Task objective: This task calls for copying every line of the records that includes the word "contains".

═══ Available data

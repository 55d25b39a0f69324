//! Word Filter - CLI
//!
//! Operator tool for the word collection: queries, validated additions,
//! removals and collection maintenance against the configured backend.

use anyhow::{Context, Result};
use clap::{Parser, Subcommand};
use std::path::PathBuf;
use tracing_subscriber::{EnvFilter, fmt, layer::SubscriberExt, util::SubscriberInitExt};
use word_filter::{
    commands::{
        DEFAULT_PAGE_LIMIT, INTERACTIVE_RESULT_CAP, cancel_on_ctrl_c, cleanup, collect_words,
        validate_collection,
    },
    config::{Config, LogFormat, StorageKind},
    core::FilterCriteria,
    output::{
        print_add_outcome, print_backup, print_batch_add_report, print_cache_stats,
        print_cleanup_report, print_filter_result, print_health, print_json, print_match_result,
        print_remove_report, print_screen_findings, print_stats, print_validation_record,
        print_validation_summary, print_word_page,
    },
    service::WordService,
};

#[derive(Parser)]
#[command(
    name = "word_filter",
    about = "Word collection with filter queries and dictionary-backed cleanup",
    version,
    author
)]
struct Cli {
    #[command(subcommand)]
    command: Commands,

    /// Config file (default: word-filter.toml if present)
    #[arg(short, long, global = true)]
    config: Option<PathBuf>,

    /// Log level when RUST_LOG is unset
    #[arg(long, global = true)]
    log_level: Option<String>,

    /// Log line format: text or json
    #[arg(long, global = true)]
    log_format: Option<LogFormat>,

    /// Use a local word file instead of the configured backend
    #[arg(short = 'w', long, global = true)]
    words_file: Option<PathBuf>,

    /// Dictionary lookup base URL
    #[arg(long, global = true)]
    dictionary_url: Option<String>,

    /// Print results as JSON
    #[arg(long, global = true)]
    json: bool,
}

#[derive(Subcommand)]
enum Commands {
    /// Filter words by substring, affixes and length
    Filter {
        #[arg(long)]
        contains: Option<String>,
        #[arg(long)]
        starts_with: Option<String>,
        #[arg(long)]
        ends_with: Option<String>,
        #[arg(long)]
        exact_length: Option<usize>,
        #[arg(long)]
        min_length: Option<usize>,
        #[arg(long)]
        max_length: Option<usize>,
        /// Maximum words to show
        #[arg(short, long, default_value_t = DEFAULT_PAGE_LIMIT)]
        limit: usize,
    },

    /// Collection size and length statistics
    Stats,

    /// Wildcard search: `?` matches any letter
    Interactive {
        /// Word length
        length: usize,
        /// Pattern such as `?a?`
        pattern: String,
        /// Maximum matches to show
        #[arg(short, long, default_value_t = INTERACTIVE_RESULT_CAP)]
        limit: usize,
    },

    /// Check whether a word is in the collection
    Check { word: String },

    /// Look a word up in the dictionary
    Validate { word: String },

    /// Add a word, validating it first
    Add {
        word: String,
        /// Add without a dictionary lookup
        #[arg(long)]
        skip_validation: bool,
    },

    /// Add many words without validation
    AddBatch {
        words: Vec<String>,
        /// Newline-delimited file of words
        #[arg(short, long)]
        file: Option<PathBuf>,
    },

    /// Remove one or more words
    Remove {
        #[arg(required = true)]
        words: Vec<String>,
    },

    /// Validate every word in the collection
    ValidateCollection,

    /// Find invalid words and optionally remove them
    Cleanup {
        /// Remove the invalid words (default is a dry run)
        #[arg(long)]
        auto_remove: bool,
    },

    /// Reload the collection from storage
    Reload,

    /// All words of one length
    ByLength { length: usize },

    /// List words in store order
    All {
        #[arg(short, long, default_value_t = DEFAULT_PAGE_LIMIT)]
        limit: usize,
    },

    /// Storage and collection health
    Health,

    /// Write a timestamped backup of the collection
    Backup,

    /// Validation cache counters for this process
    CacheStats,

    /// Flag words unsuitable for puzzles
    Screen {
        /// Words to screen (default: whole collection)
        words: Vec<String>,
        #[arg(short, long)]
        file: Option<PathBuf>,
    },
}

fn load_config(cli: &Cli) -> Result<Config> {
    let mut config = Config::load(cli.config.as_deref())?;
    config.apply_process_env();
    if let Some(path) = &cli.words_file {
        config.storage.kind = StorageKind::File;
        config.storage.path.clone_from(path);
    }
    if let Some(url) = &cli.dictionary_url {
        config.dictionary.base_url.clone_from(url);
    }
    if let Some(level) = &cli.log_level {
        config.log_level.clone_from(level);
    }
    if let Some(format) = cli.log_format {
        config.log_format = format;
    }
    Ok(config)
}

fn init_tracing(config: &Config) {
    let filter =
        EnvFilter::try_from_default_env().unwrap_or_else(|_| EnvFilter::new(&config.log_level));
    let registry = tracing_subscriber::registry().with(filter);
    match config.log_format {
        LogFormat::Json => registry
            .with(fmt::layer().json().with_writer(std::io::stderr))
            .init(),
        LogFormat::Text => registry
            .with(fmt::layer().with_writer(std::io::stderr))
            .init(),
    }
}

#[tokio::main]
async fn main() -> Result<()> {
    let cli = Cli::parse();
    let config = load_config(&cli)?;

    init_tracing(&config);

    let service = config
        .build_service()
        .context("failed to set up word service")?;

    // Reads degrade to an empty mirror; mutations fail on their own.
    if let Err(e) = service.reload().await {
        tracing::warn!(error = %e, "starting without stored words");
    }

    run(&cli, &service).await
}

#[allow(clippy::too_many_lines)] // One arm per command
async fn run(cli: &Cli, service: &WordService) -> Result<()> {
    let json = cli.json;
    match &cli.command {
        Commands::Filter {
            contains,
            starts_with,
            ends_with,
            exact_length,
            min_length,
            max_length,
            limit,
        } => {
            let criteria = FilterCriteria {
                contains: contains.clone(),
                starts_with: starts_with.clone(),
                ends_with: ends_with.clone(),
                exact_length: *exact_length,
                min_length: *min_length,
                max_length: *max_length,
                limit: Some(*limit),
            };
            let result = service.filter(&criteria);
            if json {
                print_json(&result)?;
            } else {
                print_filter_result(&result);
            }
        }
        Commands::Stats => {
            let stats = service.stats();
            if json {
                print_json(&stats)?;
            } else {
                print_stats(&stats);
            }
        }
        Commands::Interactive {
            length,
            pattern,
            limit,
        } => {
            let mut words = service.interactive(*length, pattern)?;
            let total = words.len();
            words.truncate(*limit);
            if json {
                print_json(&serde_json::json!({ "words": words, "total_matches": total }))?;
            } else {
                print_match_result(pattern, &words, total);
            }
        }
        Commands::Check { word } => {
            let exists = service.check(word);
            if json {
                print_json(&serde_json::json!({ "word": word, "exists": exists }))?;
            } else if exists {
                println!("'{word}' is in the collection");
            } else {
                println!("'{word}' is not in the collection");
            }
        }
        Commands::Validate { word } => {
            let record = service.validate(word).await;
            if json {
                print_json(&record)?;
            } else {
                print_validation_record(&record);
            }
        }
        Commands::Add {
            word,
            skip_validation,
        } => {
            let outcome = service.add(word, *skip_validation).await?;
            if json {
                print_json(&outcome)?;
            } else {
                print_add_outcome(&outcome);
            }
        }
        Commands::AddBatch { words, file } => {
            let words = collect_words(words, file.as_deref())?;
            let report = service.add_batch(words.as_slice()).await?;
            if json {
                print_json(&report)?;
            } else {
                print_batch_add_report(&report);
            }
        }
        Commands::Remove { words } => {
            let report = service.remove_batch(words.as_slice()).await?;
            if json {
                print_json(&report)?;
            } else {
                print_remove_report(&report);
            }
        }
        Commands::ValidateCollection => {
            let summary = validate_collection(service, &cancel_on_ctrl_c()).await;
            if json {
                print_json(&summary)?;
            } else {
                print_validation_summary(&summary);
            }
        }
        Commands::Cleanup { auto_remove } => {
            let report = cleanup(service, *auto_remove, &cancel_on_ctrl_c()).await?;
            if json {
                print_json(&report)?;
            } else {
                print_cleanup_report(&report);
            }
        }
        Commands::Reload => {
            let count = service.reload().await?;
            if json {
                print_json(&serde_json::json!({ "total_words": count }))?;
            } else {
                println!("Reloaded {count} words");
            }
        }
        Commands::ByLength { length } => {
            let words = service.by_length(*length)?;
            if json {
                print_json(&words)?;
            } else {
                print_match_result(&"?".repeat(*length), &words, words.len());
            }
        }
        Commands::All { limit } => {
            let page = service.all(Some(*limit));
            if json {
                print_json(&page)?;
            } else {
                print_word_page(&page);
            }
        }
        Commands::Health => {
            let health = service.health().await;
            if json {
                print_json(&health)?;
            } else {
                print_health(&health);
            }
        }
        Commands::Backup => {
            let report = service.backup().await?;
            if json {
                print_json(&report)?;
            } else {
                print_backup(&report);
            }
        }
        Commands::CacheStats => {
            let stats = service.cache_stats().await;
            if json {
                print_json(&stats)?;
            } else {
                print_cache_stats(&stats);
            }
        }
        Commands::Screen { words, file } => {
            let words = collect_words(words, file.as_deref())?;
            let cancel = cancel_on_ctrl_c();
            let findings = if words.is_empty() {
                service.screen(None, &cancel).await?
            } else {
                service.screen(Some(words.as_slice()), &cancel).await?
            };
            if json {
                print_json(&findings)?;
            } else {
                print_screen_findings(&findings);
            }
        }
    }
    Ok(())
}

══════

Result for this task:
        contains: Option<String>,
            contains,
                contains: contains.clone(),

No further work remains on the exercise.